Nathan McClintock

April 12, 2024 - 3:30 pm - 4:30 pm
Nathan McClintock
Nathan McClintock
Professor, INRS Montreal, Quebec

Greenhouse production of and on the urban(izing) frontier: Infrastructure, agrarian questions, and settler imaginaries

Recent disruptions to the food system caused by the pandemic, extreme weather events, and the war in Ukraine, have given a significant boost to the promotion and expansion of greenhouses as a key infrastructural component of agri-food production. Greenhouse development is not limited to rural agricultural areas, however, but have also become prominent in urban and community (re)development projects in a range of commercial and non-commercial settings.
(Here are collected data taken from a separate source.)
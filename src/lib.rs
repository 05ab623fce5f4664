//! sitetidy: front matter maintenance for static-site content trees
//!
//! This library validates and normalizes the YAML front matter of posts and
//! keeps category archive pages in sync with the categories those posts use.
//! It is the foundation of the `sitetidy` command-line tool.
//!
//! # Features
//!
//! - **Front matter codec** that parses a document into header and body and
//!   writes posts back with a fixed key order
//! - **Header normalization** that never fails on odd input
//! - **Category slugs** that are safe as file names and URLs
//! - **Change-detecting writes** with dry-run support and payload validation
//! - **Batch tasks** that back files up before touching them
//!
//! # Quick Start
//!
//! ## Normalizing a post
//!
//! ```rust
//! use sitetidy::{format_post, Document, Result};
//!
//! fn main() -> Result<()> {
//!     let raw = "---\ntitle: Hello\ncategories: DevOps\n---\nBody";
//!     let document = Document::parse(raw)?;
//!     let header = document.post_header();
//!     assert_eq!(header.categories, vec!["devops"]);
//!
//!     let text = format_post(&header, document.body());
//!     assert!(text.contains("title: \"Hello\""));
//!     Ok(())
//! }
//! ```
//!
//! ## Writing only when something changed
//!
//! ```rust,no_run
//! use sitetidy::{write_if_changed, Result, WriteOptions};
//!
//! fn main() -> Result<()> {
//!     let options = WriteOptions { dry_run: true, ..Default::default() };
//!     let result = write_if_changed("_category_pages/rust-archive.md", "---\n---\n", &options)?;
//!     println!("changed: {}", result.changed);
//!     Ok(())
//! }
//! ```
//!
//! ## Running a task
//!
//! ```rust,no_run
//! use sitetidy::{sync_archives, ArchiveOptions, Result, SiteConfig};
//!
//! fn main() -> Result<()> {
//!     let config = SiteConfig::with_root(".");
//!     let report = sync_archives(&config, &ArchiveOptions { fix: true, ..Default::default() })?;
//!     println!("{} pages written", report.written);
//!     Ok(())
//! }
//! ```
//!
//! # Architecture
//!
//! - [`core`]: documents, headers, slugs, dates, and archive pages; no I/O
//! - [`io`]: reading, backups, and change-detecting writes
//! - [`tasks`]: the batch jobs built from the two layers above
//! - [`config`]: where the content lives
//! - [`error`]: the error type shared by all of the above

// Public API exports
pub use config::SiteConfig;
pub use error::{Result, TidyError};

// Core types
pub use crate::core::{
    archive_filename, category_permalink, derive_date, derive_filename, format_post,
    normalize_category, sanitize_filename, ArchivePage, Document, Header, PostDate, PostHeader,
    REQUIRED_KEYS,
};

// IO types
pub use io::{load_documents, read_document, write_if_changed, WriteOptions, WriteResult};

// Tasks
pub use tasks::{fix_posts, sync_archives, ArchiveOptions, ArchiveReport, PostsOptions, PostsReport};

pub mod config;
pub mod core;
pub mod error;
pub mod io;
pub mod tasks;

// CLI components are available only in the binary, not as part of the library API
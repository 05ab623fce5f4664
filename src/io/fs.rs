use crate::error::{Result, TidyError};
use log::info;
use std::fs;
use std::path::{Path, PathBuf};
use std::time::SystemTime;
use walkdir::WalkDir;

pub fn is_markdown(path: &Path) -> bool {
    path.extension().map(|s| s == "md").unwrap_or(false)
}

/// Fail with [`TidyError::MissingDirectory`] unless `dir` is a directory
pub fn require_directory(dir: &Path) -> Result<()> {
    if dir.is_dir() {
        Ok(())
    } else {
        Err(TidyError::missing_directory(dir))
    }
}

/// Markdown files directly inside `dir`, sorted by name
pub fn list_markdown_files(dir: &Path) -> Result<Vec<PathBuf>> {
    let mut files = Vec::new();
    for entry in WalkDir::new(dir).min_depth(1).max_depth(1) {
        let entry = entry.map_err(|e| match e.into_io_error() {
            Some(io) => TidyError::Io(io),
            None => TidyError::missing_directory(dir),
        })?;
        if entry.file_type().is_file() && is_markdown(entry.path()) {
            files.push(entry.into_path());
        }
    }
    files.sort();
    Ok(files)
}

pub fn read_to_string(path: &Path) -> Result<String> {
    Ok(fs::read_to_string(path)?)
}

pub fn ensure_directory(path: &Path) -> Result<()> {
    Ok(fs::create_dir_all(path)?)
}

/// Last modification time of `path`
pub fn modified_time(path: &Path) -> Result<SystemTime> {
    Ok(fs::metadata(path)?.modified()?)
}

/// Copy `path` into `backup_dir` under the same file name, if it exists.
///
/// Returns the backup path when a copy was made.
pub fn backup_file(path: &Path, backup_dir: &Path) -> Result<Option<PathBuf>> {
    if !path.is_file() {
        return Ok(None);
    }
    let filename = path.file_name().ok_or_else(|| {
        std::io::Error::new(
            std::io::ErrorKind::InvalidInput,
            format!("no file name in {}", path.display()),
        )
    })?;
    ensure_directory(backup_dir)?;
    let target = backup_dir.join(filename);
    fs::copy(path, &target)?;
    Ok(Some(target))
}

/// Copy every markdown file of `src_dir` into `backup_dir`
pub fn backup_markdown_files(src_dir: &Path, backup_dir: &Path) -> Result<Vec<PathBuf>> {
    ensure_directory(backup_dir)?;
    let mut copied = Vec::new();
    for file in list_markdown_files(src_dir)? {
        if let Some(target) = backup_file(&file, backup_dir)? {
            info!(
                "Backed up {} to {}",
                file.file_name().unwrap_or_default().to_string_lossy(),
                backup_dir.display()
            );
            copied.push(target);
        }
    }
    Ok(copied)
}

#[cfg(test)]
mod tests {
    use super::*;
    use tempfile::TempDir;

    #[test]
    fn test_is_markdown() {
        assert!(is_markdown(Path::new("_posts/2024-01-01-a.md")));
        assert!(!is_markdown(Path::new("notes.txt")));
        assert!(!is_markdown(Path::new("README")));
    }

    #[test]
    fn test_list_is_flat_and_sorted() {
        let temp_dir = TempDir::new().unwrap();
        let root = temp_dir.path();
        fs::write(root.join("b.md"), "").unwrap();
        fs::write(root.join("a.md"), "").unwrap();
        fs::write(root.join("c.txt"), "").unwrap();
        fs::create_dir(root.join("drafts")).unwrap();
        fs::write(root.join("drafts/d.md"), "").unwrap();

        let files = list_markdown_files(root).unwrap();
        assert_eq!(files, vec![root.join("a.md"), root.join("b.md")]);
    }

    #[test]
    fn test_require_directory() {
        let temp_dir = TempDir::new().unwrap();
        assert!(require_directory(temp_dir.path()).is_ok());

        let missing = temp_dir.path().join("_posts");
        let err = require_directory(&missing).unwrap_err();
        assert!(matches!(err, TidyError::MissingDirectory { .. }));
    }

    #[test]
    fn test_backup_markdown_files() {
        let temp_dir = TempDir::new().unwrap();
        let src = temp_dir.path().join("_posts");
        let dst = temp_dir.path().join("_tmpbkup/_posts");
        fs::create_dir(&src).unwrap();
        fs::write(src.join("a.md"), "alpha").unwrap();
        fs::write(src.join("skip.txt"), "nope").unwrap();

        let copied = backup_markdown_files(&src, &dst).unwrap();
        assert_eq!(copied, vec![dst.join("a.md")]);
        assert_eq!(fs::read_to_string(dst.join("a.md")).unwrap(), "alpha");
        assert!(!dst.join("skip.txt").exists());
    }

    #[test]
    fn test_backup_missing_file_is_a_no_op() {
        let temp_dir = TempDir::new().unwrap();
        let backup_dir = temp_dir.path().join("bkup");

        let result = backup_file(&temp_dir.path().join("gone.md"), &backup_dir).unwrap();
        assert!(result.is_none());
        assert!(!backup_dir.exists());
    }
}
In this talk, I engage with classic debates in agrarian political economy and more recent debates on socioecological fixes to think through how greenhouse expansion serves to overcome natural obstacles to production, while also articulating with green entrepreneurial development goals. I then discuss how such a fix also depends on a suite of settler-colonial logics and discursive practices. Drawing on examples from two starkly different landscapes – urban Montréal and the Canadian Arctic – I explore how greenhouse infrastructures (and the imaginaries upon which they are poised) reinscribe colonial and developmentalist logics at these two distinct urban(izing) frontiers of (re)development, while in some cases also serving as spaces of contestation and self-determination.